/---
//! Domain types for Shopify Admin API.
//!
//! These types provide a clean, ergonomic API separate from the raw
//! `graphql_client` generated types.

pub mod analytics;
pub mod common;
pub mod customer;
pub mod discount;
pub mod gift_card;
pub mod inventory;
pub mod order;
pub mod order_edit;
pub mod payments;
pub mod product;
pub mod refund;

// Re-export all types for convenience
pub use analytics::*;
pub use common::*;
pub use customer::*;
pub use discount::*;
pub use gift_card::*;
pub use inventory::*;
pub use order::*;
pub use order_edit::*;
pub use payments::*;
pub use product::*;
pub use refund::*;
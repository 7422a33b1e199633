//! Location and inventory management operations for the Admin API.

use tracing::instrument;

use super::{
    AdminClient, AdminShopifyError,
    conversions::{
        convert_inventory_item_connection, convert_inventory_level_connection,
        convert_location_connection, convert_single_inventory_item,
    },
    queries::{
        ActivateInventory, DeactivateInventory, GetInventoryItem, GetInventoryItems,
        GetInventoryLevels, GetLocations, InventoryAdjustQuantities, InventorySetQuantities,
        MoveInventory, UpdateInventoryItem,
    },
};
use crate::shopify::types::{
    InventoryItem, InventoryItemConnection, InventoryItemUpdateInput, InventoryLevelConnection,
    LocationConnection,
};

impl AdminClient {
    /// Get all locations.
    ///
    /// # Errors
    ///
    /// Returns an error if the API request fails.
    #[instrument(skip(self))]
    pub async fn get_locations(&self) -> Result<LocationConnection, AdminShopifyError> {
        let variables = super::queries::get_locations::Variables { first: Some(50) };

        let response = self.execute::<GetLocations>(variables).await?;

        Ok(convert_location_connection(response.locations))
    }

    /// Get inventory levels at a location.
    ///
    /// # Arguments
    ///
    /// * `location_id` - Shopify location ID (e.g., `gid://shopify/Location/123`)
    /// * `first` - Number of inventory levels to return
    /// * `after` - Cursor for pagination
    ///
    /// # Errors
    ///
    /// Returns an error if the API request fails or the location is not found.
    #[instrument(skip(self), fields(location_id = %location_id))]
    pub async fn get_inventory_levels(
        &self,
        location_id: &str,
        first: i64,
        after: Option<String>,
    ) -> Result<InventoryLevelConnection, AdminShopifyError> {
        let variables = super::queries::get_inventory_levels::Variables {
            location_id: location_id.to_string(),
            first: Some(first),
            after,
        };

        let response = self.execute::<GetInventoryLevels>(variables).await?;

        response
            .location
            .map(convert_inventory_level_connection)
            .ok_or_else(|| AdminShopifyError::NotFound(format!("Location {location_id} not found")))
    }

    /// Get inventory items with pagination.
    ///
    /// # Arguments
    ///
    /// * `first` - Number of items to return
    /// * `after` - Cursor for pagination
    /// * `query` - Optional search query
    ///
    /// # Errors
    ///
    /// Returns an error if the API request fails.
    #[instrument(skip(self))]
    pub async fn get_inventory_items(
        &self,
        first: i64,
        after: Option<String>,
        query: Option<String>,
    ) -> Result<InventoryItemConnection, AdminShopifyError> {
        let variables = super::queries::get_inventory_items::Variables {
            first: Some(first),
            after,
            query,
        };

        let response = self.execute::<GetInventoryItems>(variables).await?;

        Ok(convert_inventory_item_connection(response))
    }

    /// Get a single inventory item by ID.
    ///
    /// # Arguments
    ///
    /// * `id` - Shopify inventory item ID (e.g., `gid://shopify/InventoryItem/123`)
    ///
    /// # Errors
    ///
    /// Returns an error if the API request fails or the item is not found.
    #[instrument(skip(self), fields(id = %id))]
    pub async fn get_inventory_item(&self, id: &str) -> Result<InventoryItem, AdminShopifyError> {
        let variables = super::queries::get_inventory_item::Variables { id: id.to_string() };

        let response = self.execute::<GetInventoryItem>(variables).await?;

        response
            .inventory_item
            .map(convert_single_inventory_item)
            .ok_or_else(|| AdminShopifyError::NotFound(format!("Inventory item {id} not found")))
    }

    /// Adjust inventory quantity (delta adjustment).
    ///
    /// # Arguments
    ///
    /// * `inventory_item_id` - Shopify inventory item ID
    /// * `location_id` - Shopify location ID
    /// * `delta` - Amount to adjust (positive or negative)
    /// * `reason` - Optional reason for adjustment
    ///
    /// # Errors
    ///
    /// Returns an error if the API request fails or returns user errors.
    #[instrument(skip(self), fields(inventory_item_id = %inventory_item_id, location_id = %location_id, delta = %delta))]
    pub async fn adjust_inventory(
        &self,
        inventory_item_id: &str,
        location_id: &str,
        delta: i64,
        reason: Option<&str>,
    ) -> Result<(), AdminShopifyError> {
        use super::queries::inventory_adjust_quantities::{
            InventoryAdjustQuantitiesInput, InventoryChangeInput,
        };

        let variables = super::queries::inventory_adjust_quantities::Variables {
            input: InventoryAdjustQuantitiesInput {
                name: "available".to_string(),
                reason: reason.unwrap_or("Manual adjustment").to_string(),
                reference_document_uri: None,
                changes: vec![InventoryChangeInput {
                    inventory_item_id: inventory_item_id.to_string(),
                    location_id: location_id.to_string(),
                    delta,
                    change_from_quantity: None,
                    ledger_document_uri: None,
                }],
            },
        };

        let response = self.execute::<InventoryAdjustQuantities>(variables).await?;

        if let Some(payload) = response.inventory_adjust_quantities
            && !payload.user_errors.is_empty()
        {
            let error_messages: Vec<String> = payload
                .user_errors
                .iter()
                .map(|e| e.message.clone())
                .collect();
            return Err(AdminShopifyError::UserError(error_messages.join("; ")));
        }

        Ok(())
    }

    /// Set inventory quantity to an absolute value.
    ///
    /// # Arguments
    ///
    /// * `inventory_item_id` - Shopify inventory item ID
    /// * `location_id` - Shopify location ID
    /// * `quantity` - Quantity to set
    /// * `reason` - Optional reason for adjustment
    ///
    /// # Errors
    ///
    /// Returns an error if the API request fails or returns user errors.
    #[instrument(skip(self), fields(inventory_item_id = %inventory_item_id, location_id = %location_id, quantity = %quantity))]
    pub async fn set_inventory(
        &self,
        inventory_item_id: &str,
        location_id: &str,
        quantity: i64,
        reason: Option<&str>,
    ) -> Result<(), AdminShopifyError> {
        use super::queries::inventory_set_quantities::{
            InventoryQuantityInput, InventorySetQuantitiesInput,
        };

        let variables = super::queries::inventory_set_quantities::Variables {
            input: InventorySetQuantitiesInput {
                name: "on_hand".to_string(),
                reason: reason.unwrap_or("Manual adjustment").to_string(),
                reference_document_uri: None,
                quantities: vec![InventoryQuantityInput {
                    inventory_item_id: inventory_item_id.to_string(),
                    location_id: location_id.to_string(),
                    quantity,
                    change_from_quantity: None,
                }],
            },
        };

        let response = self.execute::<InventorySetQuantities>(variables).await?;

        if let Some(payload) = response.inventory_set_quantities
            && !payload.user_errors.is_empty()
        {
            let error_messages: Vec<String> = payload
                .user_errors
                .iter()
                .map(|e| e.message.clone())
                .collect();
            return Err(AdminShopifyError::UserError(error_messages.join("; ")));
        }

        Ok(())
    }

    /// Update inventory item properties.
    ///
    /// # Arguments
    ///
    /// * `id` - Inventory item ID
    /// * `input` - Fields to update
    ///
    /// # Errors
    ///
    /// Returns an error if the API request fails or returns user errors.
    #[instrument(skip(self, input), fields(id = %id))]
    pub async fn update_inventory_item(
        &self,
        id: &str,
        input: &InventoryItemUpdateInput,
    ) -> Result<InventoryItem, AdminShopifyError> {
        use super::queries::update_inventory_item::{CountryCode, InventoryItemInput};

        let country_code = input
            .country_code_of_origin
            .as_ref()
            .map(|code| match code.as_str() {
                "US" => CountryCode::US,
                "CN" => CountryCode::CN,
                "VN" => CountryCode::VN,
                "BD" => CountryCode::BD,
                "IN" => CountryCode::IN,
                "ID" => CountryCode::ID,
                "TH" => CountryCode::TH,
                "PK" => CountryCode::PK,
                "TR" => CountryCode::TR,
                "KH" => CountryCode::KH,
                "MX" => CountryCode::MX,
                "IT" => CountryCode::IT,
                "PT" => CountryCode::PT,
                "ES" => CountryCode::ES,
                "GB" => CountryCode::GB,
                "CA" => CountryCode::CA,
                "AU" => CountryCode::AU,
                "JP" => CountryCode::JP,
                "KR" => CountryCode::KR,
                "TW" => CountryCode::TW,
                _ => CountryCode::Other(code.clone()),
            });

        let variables = super::queries::update_inventory_item::Variables {
            id: id.to_string(),
            input: InventoryItemInput {
                tracked: input.tracked,
                country_code_of_origin: country_code,
                province_code_of_origin: input.province_code_of_origin.clone(),
                harmonized_system_code: input.harmonized_system_code.clone(),
                cost: None,
                country_harmonized_system_codes: None,
                measurement: None,
                requires_shipping: input.requires_shipping,
                sku: None,
            },
        };

        let response = self.execute::<UpdateInventoryItem>(variables).await?;

        if let Some(ref payload) = response.inventory_item_update
            && !payload.user_errors.is_empty()
        {
            let error_messages: Vec<String> = payload
                .user_errors
                .iter()
                .map(|e| e.message.clone())
                .collect();
            return Err(AdminShopifyError::UserError(error_messages.join("; ")));
        }

        self.get_inventory_item(id).await
    }

    /// Move inventory from one location to another.
    ///
    /// # Arguments
    ///
    /// * `inventory_item_id` - The inventory item ID
    /// * `from_location_id` - Source location ID
    /// * `to_location_id` - Destination location ID
    /// * `quantity` - Quantity to move
    /// * `reason` - Reason for the move
    ///
    /// # Errors
    ///
    /// Returns an error if the API request fails or returns user errors.
    #[instrument(skip(self))]
    pub async fn move_inventory(
        &self,
        inventory_item_id: &str,
        from_location_id: &str,
        to_location_id: &str,
        quantity: i64,
        reason: Option<&str>,
    ) -> Result<(), AdminShopifyError> {
        use super::queries::move_inventory::{
            InventoryMoveQuantitiesInput, InventoryMoveQuantityChange,
            InventoryMoveQuantityTerminalInput,
        };

        let variables = super::queries::move_inventory::Variables {
            input: InventoryMoveQuantitiesInput {
                changes: vec![InventoryMoveQuantityChange {
                    inventory_item_id: inventory_item_id.to_string(),
                    quantity,
                    from: InventoryMoveQuantityTerminalInput {
                        location_id: from_location_id.to_string(),
                        name: "available".to_string(),
                        ledger_document_uri: None,
                        change_from_quantity: None,
                    },
                    to: InventoryMoveQuantityTerminalInput {
                        location_id: to_location_id.to_string(),
                        name: "available".to_string(),
                        ledger_document_uri: None,
                        change_from_quantity: None,
                    },
                }],
                reason: reason.unwrap_or("Stock transfer").to_string(),
                reference_document_uri: String::new(),
            },
        };

        let response = self.execute::<MoveInventory>(variables).await?;

        if let Some(ref payload) = response.inventory_move_quantities
            && !payload.user_errors.is_empty()
        {
            let error_messages: Vec<String> = payload
                .user_errors
                .iter()
                .map(|e| e.message.clone())
                .collect();
            return Err(AdminShopifyError::UserError(error_messages.join("; ")));
        }

        Ok(())
    }

    /// Activate inventory tracking at a location.
    ///
    /// # Arguments
    ///
    /// * `inventory_item_id` - The inventory item ID
    /// * `location_id` - The location to activate at
    ///
    /// # Errors
    ///
    /// Returns an error if the API request fails or returns user errors.
    #[instrument(skip(self))]
    pub async fn activate_inventory(
        &self,
        inventory_item_id: &str,
        location_id: &str,
    ) -> Result<(), AdminShopifyError> {
        let variables = super::queries::activate_inventory::Variables {
            inventory_item_id: inventory_item_id.to_string(),
            location_id: location_id.to_string(),
        };

        let response = self.execute::<ActivateInventory>(variables).await?;

        if let Some(ref payload) = response.inventory_activate
            && !payload.user_errors.is_empty()
        {
            let error_messages: Vec<String> = payload
                .user_errors
                .iter()
                .map(|e| e.message.clone())
                .collect();
            return Err(AdminShopifyError::UserError(error_messages.join("; ")));
        }

        Ok(())
    }

    /// Deactivate inventory tracking at a location.
    ///
    /// # Arguments
    ///
    /// * `inventory_level_id` - The inventory level ID (not item ID)
    ///
    /// # Errors
    ///
    /// Returns an error if the API request fails or returns user errors.
    #[instrument(skip(self))]
    pub async fn deactivate_inventory(
        &self,
        inventory_level_id: &str,
    ) -> Result<(), AdminShopifyError> {
        let variables = super::queries::deactivate_inventory::Variables {
            inventory_level_id: inventory_level_id.to_string(),
        };

        let response = self.execute::<DeactivateInventory>(variables).await?;

        if let Some(ref payload) = response.inventory_deactivate
            && !payload.user_errors.is_empty()
        {
            let error_messages: Vec<String> = payload
                .user_errors
                .iter()
                .map(|e| e.message.clone())
                .collect();
            return Err(AdminShopifyError::UserError(error_messages.join("; ")));
        }

        Ok(())
    }
}
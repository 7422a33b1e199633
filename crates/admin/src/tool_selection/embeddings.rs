//! `OpenAI` embedding client for semantic similarity search.
//!
//! Uses `OpenAI`'s `text-embedding-3-small` model to generate 1536-dimensional
//! embeddings for user queries. These embeddings are compared against stored
//! example queries using pgvector's cosine similarity.

use reqwest::header::{AUTHORIZATION, CONTENT_TYPE, HeaderMap, HeaderValue};
use secrecy::ExposeSecret;
use serde::{Deserialize, Serialize};
use tracing::instrument;

use super::ToolSelectionError;

const OPENAI_EMBEDDINGS_URL: &str = "https://api.openai.com/v1/embeddings";
const EMBEDDING_MODEL: &str = "text-embedding-3-small";
const EMBEDDING_DIMENSIONS: usize = 1536;

/// Client for generating text embeddings via `OpenAI` API.
#[derive(Clone)]
pub struct EmbeddingClient {
    client: reqwest::Client,
}

impl EmbeddingClient {
    /// Create a new embedding client.
    ///
    /// # Arguments
    ///
    /// * `api_key` - `OpenAI` API key
    ///
    /// # Panics
    ///
    /// Panics if the API key contains invalid header characters.
    #[must_use]
    pub fn new(api_key: &secrecy::SecretString) -> Self {
        let mut headers = HeaderMap::new();
        headers.insert(CONTENT_TYPE, HeaderValue::from_static("application/json"));
        headers.insert(
            AUTHORIZATION,
            HeaderValue::from_str(&format!("Bearer {}", api_key.expose_secret()))
                .expect("Invalid API key for header"),
        );

        let client = reqwest::Client::builder()
            .default_headers(headers)
            .build()
            .expect("Failed to build HTTP client");

        Self { client }
    }

    /// Generate an embedding vector for the given text.
    ///
    /// # Arguments
    ///
    /// * `text` - The text to embed
    ///
    /// # Returns
    ///
    /// A 1536-dimensional embedding vector.
    ///
    /// # Errors
    ///
    /// Returns an error if the API request fails or returns an invalid response.
    #[instrument(skip(self, text), fields(text_len = text.len()))]
    pub async fn embed(&self, text: &str) -> Result<Vec<f32>, ToolSelectionError> {
        let request = EmbeddingRequest {
            model: EMBEDDING_MODEL.to_string(),
            input: text.to_string(),
        };

        let response = self
            .client
            .post(OPENAI_EMBEDDINGS_URL)
            .json(&request)
            .send()
            .await?;

        let status = response.status();
        if !status.is_success() {
            let body = response.text().await.unwrap_or_default();
            return Err(ToolSelectionError::Embedding(format!(
                "OpenAI API error ({status}): {body}"
            )));
        }

        let response: EmbeddingResponse = response.json().await?;

        let embedding = response
            .data
            .into_iter()
            .next()
            .ok_or_else(|| {
                ToolSelectionError::InvalidResponse("No embedding data in response".to_string())
            })?
            .embedding;

        if embedding.len() != EMBEDDING_DIMENSIONS {
            return Err(ToolSelectionError::InvalidResponse(format!(
                "Expected {} dimensions, got {}",
                EMBEDDING_DIMENSIONS,
                embedding.len()
            )));
        }

        Ok(embedding)
    }

    /// Generate embeddings for multiple texts in a single request.
    ///
    /// # Arguments
    ///
    /// * `texts` - The texts to embed
    ///
    /// # Returns
    ///
    /// A vector of 1536-dimensional embedding vectors, one for each input text.
    ///
    /// # Errors
    ///
    /// Returns an error if the API request fails or returns an invalid response.
    #[instrument(skip(self, texts), fields(count = texts.len()))]
    pub async fn embed_batch(&self, texts: &[&str]) -> Result<Vec<Vec<f32>>, ToolSelectionError> {
        if texts.is_empty() {
            return Ok(Vec::new());
        }

        let request = BatchEmbeddingRequest {
            model: EMBEDDING_MODEL.to_string(),
            input: texts.iter().map(|s| (*s).to_string()).collect(),
        };

        let response = self
            .client
            .post(OPENAI_EMBEDDINGS_URL)
            .json(&request)
            .send()
            .await?;

        let status = response.status();
        if !status.is_success() {
            let body = response.text().await.unwrap_or_default();
            return Err(ToolSelectionError::Embedding(format!(
                "OpenAI API error ({status}): {body}"
            )));
        }

        let response: EmbeddingResponse = response.json().await?;

        let embeddings: Vec<Vec<f32>> = response.data.into_iter().map(|d| d.embedding).collect();

        if embeddings.len() != texts.len() {
            return Err(ToolSelectionError::InvalidResponse(format!(
                "Expected {} embeddings, got {}",
                texts.len(),
                embeddings.len()
            )));
        }

        for (i, emb) in embeddings.iter().enumerate() {
            if emb.len() != EMBEDDING_DIMENSIONS {
                return Err(ToolSelectionError::InvalidResponse(format!(
                    "Embedding {} has {} dimensions, expected {}",
                    i,
                    emb.len(),
                    EMBEDDING_DIMENSIONS
                )));
            }
        }

        Ok(embeddings)
    }
}

/// Request body for single text embedding.
#[derive(Debug, Serialize)]
struct EmbeddingRequest {
    model: String,
    input: String,
}

/// Request body for batch text embedding.
#[derive(Debug, Serialize)]
struct BatchEmbeddingRequest {
    model: String,
    input: Vec<String>,
}

/// Response from `OpenAI` embeddings API.
#[derive(Debug, Deserialize)]
struct EmbeddingResponse {
    data: Vec<EmbeddingData>,
}

/// Single embedding data in response.
#[derive(Debug, Deserialize)]
struct EmbeddingData {
    embedding: Vec<f32>,
}

#[cfg(test)]
mod tests {
    use super::*;

    #[test]
    fn test_embedding_dimensions_constant() {
        assert_eq!(EMBEDDING_DIMENSIONS, 1536);
    }

    #[test]
    fn test_embedding_model_constant() {
        assert_eq!(EMBEDDING_MODEL, "text-embedding-3-small");
    }
}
\---
When you reach the line that contains "pub mod refund;", stop; output it and every line before it from the start of the data, exactly as written.

//! Domain types for Shopify Admin API.
//!
//! These types provide a clean, ergonomic API separate from the raw
//! `graphql_client` generated types.

pub mod analytics;
pub mod common;
pub mod customer;
pub mod discount;
pub mod gift_card;
pub mod inventory;
pub mod order;
pub mod order_edit;
pub mod payments;
pub mod product;
pub mod refund;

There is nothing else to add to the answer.